I'm reading the Memory Safety chapter of official Swift 6 doc. It says:
var stepSize = 1
func increment(_ number: inout Int) {
number += stepSize
}
increment(&stepSize)
// Error: conflicting accesses to stepSize
However, when I tried the code in Xcode it doesn't trigger the error. My SWIFT_VERSION is set to Swift 6 and SWIFT_ENFORCE_EXCLUSIVE_ACCESS is Full Enforcement (Run-time Checks in All Builds).
Is the doc outdated?
Some of other content doesn't match my tests either.
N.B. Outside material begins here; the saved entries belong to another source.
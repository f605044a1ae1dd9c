//! Reference grammar engine for linear path patterns.
//!
//! The adapter treats the sub-language grammar as an external service behind
//! [`crate::GrammarEngine`]. This module supplies a small built-in
//! implementation of that service (a logos-based lexer and a
//! recursive-descent reducer for comma-separated path patterns such as
//! `(a:Person)-[k:knows]->(b)`) so the crate is usable standalone and the
//! scope/translator machinery is exercised end to end. Hosts with their own
//! generated grammars implement [`crate::GrammarEngine`] instead.

mod ast;
mod lexer;
mod pattern;

pub use ast::{
    EdgeDirection, EdgePattern, NodePattern, PathElement, PathPattern, PatternBinding,
};
pub use lexer::{PatternToken, SpannedToken, tokenize};
pub use pattern::PatternEngine;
For example:
var playerInformation = (health: 10, energy: 20)
balance(&playerInformation.health, &playerInformation.energy)
// Error: conflicting access to properties of playerInformation
Notice I defined all the vars of stepSize, playerInformation and holly as global because the last section of the doc says these rules don't apply to local vars (even if the doc is correct the current wording and organization makes it hard to understand the truth):
Specifically, it can prove that overlapping access to properties of a structure is safe if the following conditions apply:
You’re accessing only stored properties of an instance, not computed properties or class properties.
The structure is the value of a local variable, not a global variable.
The structure is either not captured by any closures, or it’s captured only by nonescaping closures.
% swift repl
Welcome to Apple Swift version 6.1 (swift-6.1-RELEASE).
Type :help for assistance.
1> var stepSize = 1
2.
3. func increment(_ number: inout Int) {
4. number += stepSize
5. }
6.
7. increment(&stepSize)
Simultaneous accesses to 0x100018040, but modification requires exclusive access.
Previous access (a modification) started at (0x1000142dc).
Current access (a read) started at:
0 libswiftCore.dylib 0x000000019e37efe4 swift::runtime::AccessSet::insert(swift::runtime::Access*, void*, void*, swift::ExclusivityFlags) + 432
1 libswiftCore.dylib 0x000000019e37f1fc swift_beginAccess + 84
4 repl_swift 0x0000000100003e6c main + 0
5 dyld 0x000000018df767a8 start + 2476
Fatal access conflict detected.
It seems I misunderstood. I thought it would trigger compile time errors. In fact, some do trigger compile time errors which makes it even more confusing.
Swift only does runtime checks for accesses to shared mutable state, like accessing class members and global variables. If you only use locally-stored value types, then you'll always get compile-time errors.